**TASK ITEM**
Reproduce the data exactly.

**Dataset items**
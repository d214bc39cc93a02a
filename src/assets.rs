pub(crate) mod decode;
pub(crate) mod sprites;
pub(crate) mod svg_raster;
use crate::foundation::core::Affine;
use crate::foundation::error::{GlimmerError, GlimmerResult};

const MAX_DIM: u32 = 16_384;

/// Compute the raster size for an SVG given the transform it will be drawn with.
///
/// The returned `(width, height, transform_adjust)` are used as:
///
/// - rasterize the SVG into a pixmap of `(width, height)`
/// - draw the resulting image with `transform_adjust` (not the original transform)
///
/// Rotation does not change the raster size; only the scale part of `transform` does. Each side is
/// capped at `max_dim` (and never above 16384); beyond that the raster is stretched by
/// `transform_adjust` instead of growing.
pub(crate) fn svg_raster_params(
    tree: &usvg::Tree,
    transform: Affine,
    max_dim: u32,
) -> GlimmerResult<(u32, u32, Affine)> {
    fn to_units(v: f32) -> GlimmerResult<f64> {
        if !v.is_finite() || v <= 0.0 {
            return Err(GlimmerError::render("svg has invalid width/height"));
        }
        Ok(f64::from(v))
    }

    let size = tree.size();
    let svg_w = to_units(size.width())?;
    let svg_h = to_units(size.height())?;

    let [a, b, c, d, _e, _f] = transform.as_coeffs();
    let sx = (a * a + b * b).sqrt().max(1e-6);
    let sy = (c * c + d * d).sqrt().max(1e-6);

    let limit = f64::from(max_dim.clamp(1, MAX_DIM));
    let w = (svg_w * sx).ceil().clamp(1.0, limit) as u32;
    let h = (svg_h * sy).ceil().clamp(1.0, limit) as u32;

    // Pixel-space coordinates of the raster map back into SVG units before `transform`.
    let adjust = Affine::scale_non_uniform(svg_w / f64::from(w), svg_h / f64::from(h));
    Ok((w, h, transform * adjust))
}

/// Rasterize `tree` stretched to `width x height`, returning premultiplied RGBA8.
pub(crate) fn rasterize_svg_to_premul_rgba8(
    tree: &usvg::Tree,
    width: u32,
    height: u32,
) -> GlimmerResult<Vec<u8>> {
    let mut pixmap = resvg::tiny_skia::Pixmap::new(width, height)
        .ok_or_else(|| GlimmerError::render("failed to allocate svg pixmap"))?;

    let sx = (width as f32) / tree.size().width();
    let sy = (height as f32) / tree.size().height();
    let xform = resvg::tiny_skia::Transform::from_scale(sx, sy);

    resvg::render(tree, xform, &mut pixmap.as_mut());
    Ok(pixmap.data().to_vec())
}

#[cfg(test)]
#[path = "../../tests/unit/assets/svg_raster.rs"]
mod tests;
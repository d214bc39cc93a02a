pub(crate) mod glitter;
pub(crate) mod params;
pub(crate) mod sparkle;
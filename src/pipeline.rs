pub(crate) mod assemble;
pub(crate) mod frame;
pub(crate) mod preview;
pub(crate) mod session;
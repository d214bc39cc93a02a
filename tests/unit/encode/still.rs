use super::*;

fn checker(w: u32, h: u32) -> FrameRGBA {
    let mut data = Vec::with_capacity((w * h * 4) as usize);
    for y in 0..h {
        for x in 0..w {
            let v = if (x + y) % 2 == 0 { 255 } else { 0 };
            data.extend_from_slice(&[v, 64, 255 - v, 255]);
        }
    }
    FrameRGBA {
        width: w,
        height: h,
        data,
    }
}

#[test]
fn png_payload_decodes_to_same_pixels() {
    let frame = checker(7, 5);
    let enc = EncodedFrame::from_frame(&frame).unwrap();
    assert_eq!((enc.width(), enc.height()), (7, 5));
    assert!(enc.bytes().starts_with(b"\x89PNG"));
    assert_eq!(enc.decode().unwrap(), frame);
}

#[test]
fn short_buffer_is_rejected() {
    let frame = FrameRGBA {
        width: 4,
        height: 4,
        data: vec![0; 10],
    };
    let err = EncodedFrame::from_frame(&frame).unwrap_err();
    assert!(matches!(err, GlimmerError::Render(_)));
}

#[test]
fn corrupt_payload_fails_to_decode() {
    let mut enc = EncodedFrame::from_frame(&checker(2, 2)).unwrap();
    enc.bytes.truncate(8);
    assert!(enc.decode().is_err());
}
use std::sync::Arc;

use rand::Rng;

use crate::assets::decode::SourceImage;
use crate::assets::sprites::SpriteStore;
use crate::effects::glitter::{GlitterStats, apply_glitter};
use crate::effects::params::EffectParams;
use crate::effects::sparkle::{SparkleCompositor, SparkleStats};
use crate::foundation::error::{GlimmerError, GlimmerResult};
use crate::render::surface::Surface;

/// Counters for one composed frame.
#[derive(Clone, Copy, Debug, Default, PartialEq, Eq)]
pub struct FrameStats {
    /// Glitter pass counters.
    pub glitter: GlitterStats,
    /// Sparkle pass counters.
    pub sparkle: SparkleStats,
}

/// Produces one filtered frame: source copy, then glitter, then sparkles.
#[derive(Debug, Default)]
pub struct FrameCompositor {
    sparkle: SparkleCompositor,
}

impl FrameCompositor {
    /// Compositor stamping glyphs from `store`.
    pub fn new(store: Arc<SpriteStore>) -> Self {
        Self {
            sparkle: SparkleCompositor::new(store),
        }
    }

    /// Glyph store used by the sparkle pass.
    pub fn store(&self) -> &Arc<SpriteStore> {
        self.sparkle.store()
    }

    /// Compose one frame into `surface`.
    ///
    /// The surface is first overwritten with `source`, so repeated calls never compound. Both
    /// passes cover the full surface extent. `surface` must have the source's dimensions.
    pub fn compose<R: Rng + ?Sized>(
        &mut self,
        source: &SourceImage,
        surface: &mut Surface,
        params: &EffectParams,
        rng: &mut R,
    ) -> GlimmerResult<FrameStats> {
        if (surface.width(), surface.height()) != (source.width(), source.height()) {
            return Err(GlimmerError::setup(format!(
                "surface is {}x{} but source is {}x{}",
                surface.width(),
                surface.height(),
                source.width(),
                source.height()
            )));
        }

        surface.draw_source(source);
        let region = surface.extent();
        let glitter = apply_glitter(surface, region, &params.glitter, rng);
        let sparkle = self
            .sparkle
            .composite(surface, region, &params.sparkle, rng)?;
        Ok(FrameStats { glitter, sparkle })
    }
}

#[cfg(test)]
#[path = "../../tests/unit/pipeline/frame.rs"]
mod tests;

**SOLUTION TO THE PROBLEM**
repository d214bc39cc93a02a
filename src/assets.rs
pub(crate) mod decode;
pub(crate) mod sprites;
pub(crate) mod svg_raster;
use crate::foundation::core::Affine;
use crate::foundation::error::{GlimmerError, GlimmerResult};

const MAX_DIM: u32 = 16_384;

/// Compute the raster size for an SVG given the transform it will be drawn with.
///
/// The returned `(width, height, transform_adjust)` are used as:
///
/// - rasterize the SVG into a pixmap of `(width, height)`
/// - draw the resulting image with `transform_adjust` (not the original transform)
///
/// Rotation does not change the raster size; only the scale part of `transform` does. Each side is
/// capped at `max_dim` (and never above 16384); beyond that the raster is stretched by
/// `transform_adjust` instead of growing.
pub(crate) fn svg_raster_params(
    tree: &usvg::Tree,
    transform: Affine,
    max_dim: u32,
) -> GlimmerResult<(u32, u32, Affine)> {
    fn to_units(v: f32) -> GlimmerResult<f64> {
        if !v.is_finite() || v <= 0.0 {
            return Err(GlimmerError::render("svg has invalid width/height"));
        }
        Ok(f64::from(v))
    }

    let size = tree.size();
    let svg_w = to_units(size.width())?;
    let svg_h = to_units(size.height())?;

    let [a, b, c, d, _e, _f] = transform.as_coeffs();
    let sx = (a * a + b * b).sqrt().max(1e-6);
    let sy = (c * c + d * d).sqrt().max(1e-6);

    let limit = f64::from(max_dim.clamp(1, MAX_DIM));
    let w = (svg_w * sx).ceil().clamp(1.0, limit) as u32;
    let h = (svg_h * sy).ceil().clamp(1.0, limit) as u32;

    // Pixel-space coordinates of the raster map back into SVG units before `transform`.
    let adjust = Affine::scale_non_uniform(svg_w / f64::from(w), svg_h / f64::from(h));
    Ok((w, h, transform * adjust))
}

/// Rasterize `tree` stretched to `width x height`, returning premultiplied RGBA8.
pub(crate) fn rasterize_svg_to_premul_rgba8(
    tree: &usvg::Tree,
    width: u32,
    height: u32,
) -> GlimmerResult<Vec<u8>> {
    let mut pixmap = resvg::tiny_skia::Pixmap::new(width, height)
        .ok_or_else(|| GlimmerError::render("failed to allocate svg pixmap"))?;

    let sx = (width as f32) / tree.size().width();
    let sy = (height as f32) / tree.size().height();
    let xform = resvg::tiny_skia::Transform::from_scale(sx, sy);

    resvg::render(tree, xform, &mut pixmap.as_mut());
    Ok(pixmap.data().to_vec())
}

#[cfg(test)]
#[path = "../../tests/unit/assets/svg_raster.rs"]
mod tests;
repository d214bc39cc93a02a
pub(crate) mod glitter;
pub(crate) mod params;
pub(crate) mod sparkle;
filename src/pipeline.rs
pub(crate) mod assemble;
pub(crate) mod frame;
pub(crate) mod preview;
pub(crate) mod session;
repository d214bc39cc93a02a
filename tests/unit/encode/still.rs
use super::*;

fn checker(w: u32, h: u32) -> FrameRGBA {
    let mut data = Vec::with_capacity((w * h * 4) as usize);
    for y in 0..h {
        for x in 0..w {
            let v = if (x + y) % 2 == 0 { 255 } else { 0 };
            data.extend_from_slice(&[v, 64, 255 - v, 255]);
        }
    }
    FrameRGBA {
        width: w,
        height: h,
        data,
    }
}

#[test]
fn png_payload_decodes_to_same_pixels() {
    let frame = checker(7, 5);
    let enc = EncodedFrame::from_frame(&frame).unwrap();
    assert_eq!((enc.width(), enc.height()), (7, 5));
    assert!(enc.bytes().starts_with(b"\x89PNG"));
    assert_eq!(enc.decode().unwrap(), frame);
}

#[test]
fn short_buffer_is_rejected() {
    let frame = FrameRGBA {
        width: 4,
        height: 4,
        data: vec![0; 10],
    };
    let err = EncodedFrame::from_frame(&frame).unwrap_err();
    assert!(matches!(err, GlimmerError::Render(_)));
}

#[test]
fn corrupt_payload_fails_to_decode() {
    let mut enc = EncodedFrame::from_frame(&checker(2, 2)).unwrap();
    enc.bytes.truncate(8);
    assert!(enc.decode().is_err());
}
use std::sync::Arc;

use rand::Rng;

use crate::assets::decode::SourceImage;
use crate::assets::sprites::SpriteStore;
use crate::effects::glitter::{GlitterStats, apply_glitter};
use crate::effects::params::EffectParams;
use crate::effects::sparkle::{SparkleCompositor, SparkleStats};
use crate::foundation::error::{GlimmerError, GlimmerResult};
use crate::render::surface::Surface;

/// Counters for one composed frame.
#[derive(Clone, Copy, Debug, Default, PartialEq, Eq)]
pub struct FrameStats {
    /// Glitter pass counters.
    pub glitter: GlitterStats,
    /// Sparkle pass counters.
    pub sparkle: SparkleStats,
}

/// Produces one filtered frame: source copy, then glitter, then sparkles.
#[derive(Debug, Default)]
pub struct FrameCompositor {
    sparkle: SparkleCompositor,
}

impl FrameCompositor {
    /// Compositor stamping glyphs from `store`.
    pub fn new(store: Arc<SpriteStore>) -> Self {
        Self {
            sparkle: SparkleCompositor::new(store),
        }
    }

    /// Glyph store used by the sparkle pass.
    pub fn store(&self) -> &Arc<SpriteStore> {
        self.sparkle.store()
    }

    /// Compose one frame into `surface`.
    ///
    /// The surface is first overwritten with `source`, so repeated calls never compound. Both
    /// passes cover the full surface extent. `surface` must have the source's dimensions.
    pub fn compose<R: Rng + ?Sized>(
        &mut self,
        source: &SourceImage,
        surface: &mut Surface,
        params: &EffectParams,
        rng: &mut R,
    ) -> GlimmerResult<FrameStats> {
        if (surface.width(), surface.height()) != (source.width(), source.height()) {
            return Err(GlimmerError::setup(format!(
                "surface is {}x{} but source is {}x{}",
                surface.width(),
                surface.height(),
                source.width(),
                source.height()
            )));
        }

        surface.draw_source(source);
        let region = surface.extent();
        let glitter = apply_glitter(surface, region, &params.glitter, rng);
        let sparkle = self
            .sparkle
            .composite(surface, region, &params.sparkle, rng)?;
        Ok(FrameStats { glitter, sparkle })
    }
}

#[cfg(test)]
#[path = "../../tests/unit/pipeline/frame.rs"]
mod tests;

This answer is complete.